Input for this task Block Start

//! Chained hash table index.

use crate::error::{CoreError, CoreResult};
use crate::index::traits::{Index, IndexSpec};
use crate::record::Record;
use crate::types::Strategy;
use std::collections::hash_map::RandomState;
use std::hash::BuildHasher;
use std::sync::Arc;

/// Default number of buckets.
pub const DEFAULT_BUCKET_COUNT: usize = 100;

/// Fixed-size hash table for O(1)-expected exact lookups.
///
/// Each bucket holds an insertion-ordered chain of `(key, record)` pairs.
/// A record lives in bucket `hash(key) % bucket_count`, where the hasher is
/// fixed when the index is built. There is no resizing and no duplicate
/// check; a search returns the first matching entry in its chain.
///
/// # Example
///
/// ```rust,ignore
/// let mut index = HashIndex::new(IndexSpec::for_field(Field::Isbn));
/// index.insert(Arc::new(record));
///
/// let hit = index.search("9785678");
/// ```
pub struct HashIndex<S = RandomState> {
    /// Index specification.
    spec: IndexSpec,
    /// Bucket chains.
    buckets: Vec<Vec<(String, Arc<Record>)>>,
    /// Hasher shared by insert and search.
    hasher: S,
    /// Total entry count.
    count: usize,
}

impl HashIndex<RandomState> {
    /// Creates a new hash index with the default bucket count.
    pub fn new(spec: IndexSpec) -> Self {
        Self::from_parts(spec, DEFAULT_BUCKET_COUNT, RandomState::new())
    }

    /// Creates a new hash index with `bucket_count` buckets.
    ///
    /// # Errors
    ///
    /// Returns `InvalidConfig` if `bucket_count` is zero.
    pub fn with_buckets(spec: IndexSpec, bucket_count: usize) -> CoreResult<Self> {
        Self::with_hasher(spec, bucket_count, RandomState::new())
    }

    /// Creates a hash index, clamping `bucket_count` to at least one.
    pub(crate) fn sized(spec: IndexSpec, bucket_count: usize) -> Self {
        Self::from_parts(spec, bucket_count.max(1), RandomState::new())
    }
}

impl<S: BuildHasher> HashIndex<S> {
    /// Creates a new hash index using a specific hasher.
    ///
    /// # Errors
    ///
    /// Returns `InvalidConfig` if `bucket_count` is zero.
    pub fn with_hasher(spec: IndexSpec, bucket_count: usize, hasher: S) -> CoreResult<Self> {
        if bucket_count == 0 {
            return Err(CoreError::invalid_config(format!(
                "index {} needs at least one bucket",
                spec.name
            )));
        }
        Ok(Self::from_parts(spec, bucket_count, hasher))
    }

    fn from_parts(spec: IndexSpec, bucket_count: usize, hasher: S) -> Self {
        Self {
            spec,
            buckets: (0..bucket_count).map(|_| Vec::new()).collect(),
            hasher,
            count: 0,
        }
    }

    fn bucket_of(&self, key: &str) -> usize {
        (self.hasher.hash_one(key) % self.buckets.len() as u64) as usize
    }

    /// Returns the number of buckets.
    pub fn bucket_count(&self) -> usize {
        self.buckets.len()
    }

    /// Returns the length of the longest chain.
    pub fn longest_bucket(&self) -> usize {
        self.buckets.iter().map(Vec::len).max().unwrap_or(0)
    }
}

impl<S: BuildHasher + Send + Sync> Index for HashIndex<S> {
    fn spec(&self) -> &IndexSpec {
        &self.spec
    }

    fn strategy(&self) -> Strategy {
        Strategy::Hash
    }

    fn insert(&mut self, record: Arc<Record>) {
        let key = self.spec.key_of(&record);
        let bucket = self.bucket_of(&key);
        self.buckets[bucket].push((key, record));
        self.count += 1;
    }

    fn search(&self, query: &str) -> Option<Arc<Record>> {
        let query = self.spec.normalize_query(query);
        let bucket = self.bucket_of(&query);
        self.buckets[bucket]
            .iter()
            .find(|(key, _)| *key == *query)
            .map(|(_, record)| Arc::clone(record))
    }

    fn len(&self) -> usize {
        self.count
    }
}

Input for this task Block End

Which lines in the listing hold the word "crate"? Copy them out.

use crate::error::{CoreError, CoreResult};
use crate::index::traits::{Index, IndexSpec};
use crate::record::Record;
use crate::types::Strategy;
    pub(crate) fn sized(spec: IndexSpec, bucket_count: usize) -> Self {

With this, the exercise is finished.